The Israeli startup uses AI-powered miniaturized “patients-on-a-chip” to avoid the risks and costs of failed clinical trials and eliminate the reliance on ineffective animal testing

Meir Orbach 14:0011.01.22
The new year has only just begun, but startup funding records are already being broken. Quris, which develops an artificial intelligence (AI) drug development platform, announced on Tuesday the final close of $28 million in Seed funding, a record for Seed funding in Israel – inclusive of the initial $9 million announced late last year. The round was led by Welltech Ventures with participation from iAngels and GlenRock Capital.

 

“We use artificial intelligence to accelerate the development of drugs and to predict how safe they are for humans,” Quris CEO Isaac Bentwich told Calcalist. “The pharmaceutical companies have a big problem. The development of a drug costs $2.5 billion and there is a big problem knowing which drug will be efficient and safe for humans. In the past, they would conduct many experiments on animals before testing on humans, but research showed that 89% of drugs that were effective on mice failed with humans. We combine AI with a biological platform which includes tissue on a chip that simulates the human body.”

 

Quris CEO Isaac Bentwich. Photo: Quris Quris CEO Isaac Bentwich. Photo: Quris

 

Bentwich explained that Quris raised a big sum due to the testing process required by the system. “The system needs to test hundreds and thousands of drugs with our chip in order to create data on how the human body will respond to these drugs.
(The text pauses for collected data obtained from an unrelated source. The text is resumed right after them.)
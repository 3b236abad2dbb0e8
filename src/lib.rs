mod assets;
pub use assets::*;

mod batch;
pub use batch::*;

mod canvas;
pub use canvas::*;

mod colour;
pub use colour::*;

pub(crate) mod content;

mod font;
pub use font::*;

mod image;
pub use self::image::*;

/// Line wrapping and the composition of title, subtitle and illustration on a canvas
pub mod layout;

mod rect;
pub use rect::*;

mod render;
pub use render::*;

mod units;
pub use units::*;

mod error;
pub use error::*;
use crate::canvas::CanvasSize;
use crate::units::Px;

/// Margins around the content band of a canvas. Nothing prevents content from
/// overflowing the margins; they are guidelines for the layout functions.
#[derive(Debug, Default, Clone, PartialEq)]
pub struct Margins {
    pub top: Px,
    pub right: Px,
    pub bottom: Px,
    pub left: Px,
}

impl Margins {
    /// Create margins by specifying individual components in a clockwise fashion
    /// starting at the top (in the same order as CSS margins)
    pub fn trbl(top: Px, right: Px, bottom: Px, left: Px) -> Margins {
        Margins {
            top,
            right,
            bottom,
            left,
        }
    }
}

/// The vertical content band of a layout mode, as fractions of the canvas height.
///
/// The band and its top and bottom margins scale with the canvas. The fractions
/// need not add up to 1; whatever is left over is unused space under the band.
#[derive(Debug, Clone, Copy, PartialEq)]
pub struct BandMargins {
    /// Margin above the band
    pub top: f32,
    /// Height of the band itself
    pub band: f32,
    /// Margin that illustrations are kept clear of at the bottom of the canvas
    pub bottom: f32,
}

/// A [`BandMargins`] resolved against a concrete canvas, floored to whole pixels
#[derive(Debug, Clone, Copy, PartialEq)]
pub struct Band {
    pub top: Px,
    pub height: Px,
    pub bottom_margin: Px,
}

impl BandMargins {
    pub fn new(top: f32, band: f32, bottom: f32) -> BandMargins {
        BandMargins { top, band, bottom }
    }

    pub fn resolve(&self, canvas: CanvasSize) -> Band {
        let height = canvas.1;
        Band {
            top: height.fraction(self.top),
            height: height.fraction(self.band),
            bottom_margin: height.fraction(self.bottom),
        }
    }
}

impl Band {
    /// Margins of the band with the given fixed side margin
    pub fn margins(&self, side: Px) -> Margins {
        Margins::trbl(self.top, side, self.bottom_margin, side)
    }
}

#[cfg(test)]
mod tests {
    use super::*;

    #[test]
    fn bands_scale_with_the_canvas() {
        let band = BandMargins::new(0.15, 0.75, 0.1).resolve((Px(1200.0), Px(1600.0)));
        assert_eq!(band.top, Px(240.0));
        assert_eq!(band.height, Px(1200.0));
        assert_eq!(band.bottom_margin, Px(160.0));

        let margins = band.margins(Px(100.0));
        assert_eq!(margins, Margins::trbl(Px(240.0), Px(100.0), Px(160.0), Px(100.0)));
    }

    #[test]
    fn bands_are_floored() {
        let band = BandMargins::new(0.1, 0.8, 0.1).resolve((Px(100.0), Px(1005.0)));
        assert_eq!(band.top, Px(100.0));
        assert_eq!(band.height, Px(804.0));
    }
}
That will allow us to partner with the pharma companies and to also develop our own drugs.”

 

Since launching its clinical prediction AI platform late last year, Quris has focused on expanding its industry collaborations and prepping the first drug developed on the platform, addressing Fragile X syndrome (FXS), for clinical testing in 2022.

 

 

“Companies similar to us are traded at values of billions of dollars and we are on our way to joining that club with significant funding rounds and by revolutionizing the way in which drugs are developed,” added Bentwich.

 

Quris was founded by serial entrepreneurs Bentwich and CTO Yossi Haran. The company currently employs around 20 people in Tel Aviv and Boston and plans to double its workforce by the end of the year.

 

Using Quris’s patented Chip-on-Chip technology to test thousands of known and novel drug candidates on hundreds of its genetically diverse, miniaturized patients-on-a-chip, the company's automated, self-training BioAI platform generates proprietary data and uses machine learning to quickly predict clinical safety and efficacy.

  

In partnership with The New York Stem Cell Foundation (NYSCF) Research Institute, Quris is developing a fully automated, self-training AI platform that better predicts clinical safety and efficacy for new drug candidates.